[Records contained in a dataset]

=-=-=

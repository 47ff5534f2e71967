use std::sync::Arc;

use anyhow::Result;
use async_trait::async_trait;
use chrono::{Months, NaiveDate};
use sqlx::{Postgres, Transaction};
use tracing::trace;
use uuid::Uuid;

use crate::{
    analytics::{Analytics, CategoryTotal, Delta, MonthlyTotal, PeriodChanges, PeriodTotals, Summary},
    database::PostgresConnection,
    dates,
};

use super::ACCESSIBLE_ACCOUNTS;

pub type DynAnalyticsRepo = Arc<dyn AnalyticsRepo + Send + Sync>;

#[async_trait]
pub trait AnalyticsRepo {
    async fn get_analytics(&self, account_id: Uuid) -> Result<Option<Analytics>>;

    /// Totals over every account the user can access.
    async fn summary(&self, user_id: Uuid) -> Result<Summary>;

    /// Income and expense per calendar month starting with the month that
    /// contains `since`. Months without transactions are omitted.
    async fn monthly_totals(&self, user_id: Uuid, since: NaiveDate) -> Result<Vec<MonthlyTotal>>;

    /// Expenses grouped by category within an inclusive date range.
    async fn category_totals(
        &self,
        user_id: Uuid,
        from: NaiveDate,
        to: NaiveDate,
    ) -> Result<Vec<CategoryTotal>>;
}

#[async_trait]
impl AnalyticsRepo for PostgresConnection {
    async fn get_analytics(&self, account_id: Uuid) -> Result<Option<Analytics>> {
        Ok(sqlx::query_as::<_, Analytics>(
            r#"
            SELECT *
            FROM analytics
            WHERE account_id = $1
            "#,
        )
        .bind(account_id)
        .fetch_optional(&**self)
        .await?)
    }

    async fn summary(&self, user_id: Uuid) -> Result<Summary> {
        let query = format!(
            r#"
            SELECT
                COALESCE(SUM(an.income), 0)::BIGINT AS income,
                COALESCE(SUM(an.expense), 0)::BIGINT AS expense,
                COALESCE(SUM(a.balance), 0)::BIGINT AS balance,
                COUNT(a.id) AS account_count
            FROM account a
                LEFT JOIN analytics an ON an.account_id = a.id
            WHERE a.id IN ({})
            "#,
            ACCESSIBLE_ACCOUNTS
        );

        Ok(sqlx::query_as::<_, Summary>(&query)
            .bind(user_id)
            .fetch_one(&**self)
            .await?)
    }

    async fn monthly_totals(&self, user_id: Uuid, since: NaiveDate) -> Result<Vec<MonthlyTotal>> {
        let query = format!(
            r#"
            SELECT
                date_trunc('month', t."date")::DATE AS month,
                COALESCE(SUM(t.amount) FILTER (WHERE t.kind = 'income'), 0)::BIGINT AS income,
                COALESCE(SUM(t.amount) FILTER (WHERE t.kind = 'expense'), 0)::BIGINT AS expense
            FROM "transaction" t
            WHERE t.account_id IN ({})
                AND t."date" >= $2
            GROUP BY 1
            ORDER BY 1
            "#,
            ACCESSIBLE_ACCOUNTS
        );

        Ok(sqlx::query_as::<_, MonthlyTotal>(&query)
            .bind(user_id)
            .bind(dates::month_start(since))
            .fetch_all(&**self)
            .await?)
    }

    async fn category_totals(
        &self,
        user_id: Uuid,
        from: NaiveDate,
        to: NaiveDate,
    ) -> Result<Vec<CategoryTotal>> {
        let query = format!(
            r#"
            SELECT
                t.category_id,
                c.name AS category_name,
                SUM(t.amount)::BIGINT AS total,
                COUNT(*) AS transaction_count
            FROM "transaction" t
                LEFT JOIN category c ON c.id = t.category_id
            WHERE t.account_id IN ({})
                AND t.kind = 'expense'
                AND t."date" BETWEEN $2 AND $3
            GROUP BY t.category_id, c.name
            ORDER BY total DESC
            "#,
            ACCESSIBLE_ACCOUNTS
        );

        Ok(sqlx::query_as::<_, CategoryTotal>(&query)
            .bind(user_id)
            .bind(from)
            .bind(to)
            .fetch_all(&**self)
            .await?)
    }
}

/// Create the empty analytics row for a new account.
pub(crate) async fn insert_row(tx: &mut Transaction<'_, Postgres>, account_id: Uuid) -> Result<()> {
    sqlx::query(
        r#"
        INSERT INTO analytics (account_id)
        VALUES ($1)
        "#,
    )
    .bind(account_id)
    .execute(&mut *tx)
    .await?;

    Ok(())
}

/// Apply a change to an account's analytics row and running balance.
pub(crate) async fn apply_delta(
    tx: &mut Transaction<'_, Postgres>,
    account_id: Uuid,
    delta: Delta,
) -> Result<()> {
    if delta.is_zero() {
        return Ok(());
    }

    trace!(%account_id, ?delta, "Applying analytics delta.");

    sqlx::query(
        r#"
        INSERT INTO analytics (account_id, income, expense, balance)
        VALUES ($1, $2, $3, $4)
        ON CONFLICT (account_id) DO UPDATE
        SET income = analytics.income + EXCLUDED.income,
            expense = analytics.expense + EXCLUDED.expense,
            balance = analytics.balance + EXCLUDED.balance,
            updated_at = NOW()
        "#,
    )
    .bind(account_id)
    .bind(delta.income)
    .bind(delta.expense)
    .bind(delta.balance)
    .execute(&mut *tx)
    .await?;

    sqlx::query(
        r#"
        UPDATE account
        SET balance = balance + $2, updated_at = NOW()
        WHERE id = $1
        "#,
    )
    .bind(account_id)
    .bind(delta.balance)
    .execute(&mut *tx)
    .await?;

    Ok(())
}

/// Recompute the month-over-month changes of an account as of `today`.
pub(crate) async fn refresh_changes(
    tx: &mut Transaction<'_, Postgres>,
    account_id: Uuid,
    today: NaiveDate,
) -> Result<()> {
    let this_month = dates::month_start(today);
    let last_month = this_month - Months::new(1);
    let next_month = this_month + Months::new(1);

    // Entries dated after the current month count toward neither balance.
    let totals = sqlx::query_as::<_, PeriodTotals>(
        r#"
        SELECT
            COALESCE(SUM(amount) FILTER (
                WHERE kind = 'income' AND "date" >= $2 AND "date" < $4
            ), 0)::BIGINT AS current_income,
            COALESCE(SUM(amount) FILTER (
                WHERE kind = 'expense' AND "date" >= $2 AND "date" < $4
            ), 0)::BIGINT AS current_expense,
            COALESCE(SUM(amount) FILTER (
                WHERE kind = 'income' AND "date" >= $3 AND "date" < $2
            ), 0)::BIGINT AS previous_income,
            COALESCE(SUM(amount) FILTER (
                WHERE kind = 'expense' AND "date" >= $3 AND "date" < $2
            ), 0)::BIGINT AS previous_expense,
            COALESCE(SUM(
                CASE WHEN kind = 'income' THEN amount ELSE -amount END
            ) FILTER (WHERE "date" < $4), 0)::BIGINT AS current_balance,
            COALESCE(SUM(
                CASE WHEN kind = 'income' THEN amount ELSE -amount END
            ) FILTER (WHERE "date" < $2), 0)::BIGINT AS previous_balance
        FROM "transaction"
        WHERE account_id = $1
        "#,
    )
    .bind(account_id)
    .bind(this_month)
    .bind(last_month)
    .bind(next_month)
    .fetch_one(&mut *tx)
    .await?;

    let changes = PeriodChanges::from_totals(&totals);

    sqlx::query(
        r#"
        UPDATE analytics
        SET income_change = $2,
            expense_change = $3,
            balance_change = $4,
            updated_at = NOW()
        WHERE account_id = $1
        "#,
    )
    .bind(account_id)
    .bind(changes.income)
    .bind(changes.expense)
    .bind(changes.balance)
    .execute(&mut *tx)
    .await?;

    Ok(())
}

=-=-=

Task:
All of the entries should be repeated word for word.

Result of this task:
repository 47ff5534f2e71967
use std::sync::Arc;

use anyhow::Result;
use async_trait::async_trait;
use chrono::{Months, NaiveDate};
use sqlx::{Postgres, Transaction};
use tracing::trace;
use uuid::Uuid;

use crate::{
    analytics::{Analytics, CategoryTotal, Delta, MonthlyTotal, PeriodChanges, PeriodTotals, Summary},
    database::PostgresConnection,
    dates,
};

use super::ACCESSIBLE_ACCOUNTS;

pub type DynAnalyticsRepo = Arc<dyn AnalyticsRepo + Send + Sync>;

#[async_trait]
pub trait AnalyticsRepo {
    async fn get_analytics(&self, account_id: Uuid) -> Result<Option<Analytics>>;

    /// Totals over every account the user can access.
    async fn summary(&self, user_id: Uuid) -> Result<Summary>;

    /// Income and expense per calendar month starting with the month that
    /// contains `since`. Months without transactions are omitted.
    async fn monthly_totals(&self, user_id: Uuid, since: NaiveDate) -> Result<Vec<MonthlyTotal>>;

    /// Expenses grouped by category within an inclusive date range.
    async fn category_totals(
        &self,
        user_id: Uuid,
        from: NaiveDate,
        to: NaiveDate,
    ) -> Result<Vec<CategoryTotal>>;
}

#[async_trait]
impl AnalyticsRepo for PostgresConnection {
    async fn get_analytics(&self, account_id: Uuid) -> Result<Option<Analytics>> {
        Ok(sqlx::query_as::<_, Analytics>(
            r#"
            SELECT *
            FROM analytics
            WHERE account_id = $1
            "#,
        )
        .bind(account_id)
        .fetch_optional(&**self)
        .await?)
    }

    async fn summary(&self, user_id: Uuid) -> Result<Summary> {
        let query = format!(
            r#"
            SELECT
                COALESCE(SUM(an.income), 0)::BIGINT AS income,
                COALESCE(SUM(an.expense), 0)::BIGINT AS expense,
                COALESCE(SUM(a.balance), 0)::BIGINT AS balance,
                COUNT(a.id) AS account_count
            FROM account a
                LEFT JOIN analytics an ON an.account_id = a.id
            WHERE a.id IN ({})
            "#,
            ACCESSIBLE_ACCOUNTS
        );

        Ok(sqlx::query_as::<_, Summary>(&query)
            .bind(user_id)
            .fetch_one(&**self)
            .await?)
    }

    async fn monthly_totals(&self, user_id: Uuid, since: NaiveDate) -> Result<Vec<MonthlyTotal>> {
        let query = format!(
            r#"
            SELECT
                date_trunc('month', t."date")::DATE AS month,
                COALESCE(SUM(t.amount) FILTER (WHERE t.kind = 'income'), 0)::BIGINT AS income,
                COALESCE(SUM(t.amount) FILTER (WHERE t.kind = 'expense'), 0)::BIGINT AS expense
            FROM "transaction" t
            WHERE t.account_id IN ({})
                AND t."date" >= $2
            GROUP BY 1
            ORDER BY 1
            "#,
            ACCESSIBLE_ACCOUNTS
        );

        Ok(sqlx::query_as::<_, MonthlyTotal>(&query)
            .bind(user_id)
            .bind(dates::month_start(since))
            .fetch_all(&**self)
            .await?)
    }

    async fn category_totals(
        &self,
        user_id: Uuid,
        from: NaiveDate,
        to: NaiveDate,
    ) -> Result<Vec<CategoryTotal>> {
        let query = format!(
            r#"
            SELECT
                t.category_id,
                c.name AS category_name,
                SUM(t.amount)::BIGINT AS total,
                COUNT(*) AS transaction_count
            FROM "transaction" t
                LEFT JOIN category c ON c.id = t.category_id
            WHERE t.account_id IN ({})
                AND t.kind = 'expense'
                AND t."date" BETWEEN $2 AND $3
            GROUP BY t.category_id, c.name
            ORDER BY total DESC
            "#,
            ACCESSIBLE_ACCOUNTS
        );

        Ok(sqlx::query_as::<_, CategoryTotal>(&query)
            .bind(user_id)
            .bind(from)
            .bind(to)
            .fetch_all(&**self)
            .await?)
    }
}

/// Create the empty analytics row for a new account.
pub(crate) async fn insert_row(tx: &mut Transaction<'_, Postgres>, account_id: Uuid) -> Result<()> {
    sqlx::query(
        r#"
        INSERT INTO analytics (account_id)
        VALUES ($1)
        "#,
    )
    .bind(account_id)
    .execute(&mut *tx)
    .await?;

    Ok(())
}

/// Apply a change to an account's analytics row and running balance.
pub(crate) async fn apply_delta(
    tx: &mut Transaction<'_, Postgres>,
    account_id: Uuid,
    delta: Delta,
) -> Result<()> {
    if delta.is_zero() {
        return Ok(());
    }

    trace!(%account_id, ?delta, "Applying analytics delta.");

    sqlx::query(
        r#"
        INSERT INTO analytics (account_id, income, expense, balance)
        VALUES ($1, $2, $3, $4)
        ON CONFLICT (account_id) DO UPDATE
        SET income = analytics.income + EXCLUDED.income,
            expense = analytics.expense + EXCLUDED.expense,
            balance = analytics.balance + EXCLUDED.balance,
            updated_at = NOW()
        "#,
    )
    .bind(account_id)
    .bind(delta.income)
    .bind(delta.expense)
    .bind(delta.balance)
    .execute(&mut *tx)
    .await?;

    sqlx::query(
        r#"
        UPDATE account
        SET balance = balance + $2, updated_at = NOW()
        WHERE id = $1
        "#,
    )
    .bind(account_id)
    .bind(delta.balance)
    .execute(&mut *tx)
    .await?;

    Ok(())
}

/// Recompute the month-over-month changes of an account as of `today`.
pub(crate) async fn refresh_changes(
    tx: &mut Transaction<'_, Postgres>,
    account_id: Uuid,
    today: NaiveDate,
) -> Result<()> {
    let this_month = dates::month_start(today);
    let last_month = this_month - Months::new(1);
    let next_month = this_month + Months::new(1);

    // Entries dated after the current month count toward neither balance.
    let totals = sqlx::query_as::<_, PeriodTotals>(
        r#"
        SELECT
            COALESCE(SUM(amount) FILTER (
                WHERE kind = 'income' AND "date" >= $2 AND "date" < $4
            ), 0)::BIGINT AS current_income,
            COALESCE(SUM(amount) FILTER (
                WHERE kind = 'expense' AND "date" >= $2 AND "date" < $4
            ), 0)::BIGINT AS current_expense,
            COALESCE(SUM(amount) FILTER (
                WHERE kind = 'income' AND "date" >= $3 AND "date" < $2
            ), 0)::BIGINT AS previous_income,
            COALESCE(SUM(amount) FILTER (
                WHERE kind = 'expense' AND "date" >= $3 AND "date" < $2
            ), 0)::BIGINT AS previous_expense,
            COALESCE(SUM(
                CASE WHEN kind = 'income' THEN amount ELSE -amount END
            ) FILTER (WHERE "date" < $4), 0)::BIGINT AS current_balance,
            COALESCE(SUM(
                CASE WHEN kind = 'income' THEN amount ELSE -amount END
            ) FILTER (WHERE "date" < $2), 0)::BIGINT AS previous_balance
        FROM "transaction"
        WHERE account_id = $1
        "#,
    )
    .bind(account_id)
    .bind(this_month)
    .bind(last_month)
    .bind(next_month)
    .fetch_one(&mut *tx)
    .await?;

    let changes = PeriodChanges::from_totals(&totals);

    sqlx::query(
        r#"
        UPDATE analytics
        SET income_change = $2,
            expense_change = $3,
            balance_change = $4,
            updated_at = NOW()
        WHERE account_id = $1
        "#,
    )
    .bind(account_id)
    .bind(changes.income)
    .bind(changes.expense)
    .bind(changes.balance)
    .execute(&mut *tx)
    .await?;

    Ok(())
}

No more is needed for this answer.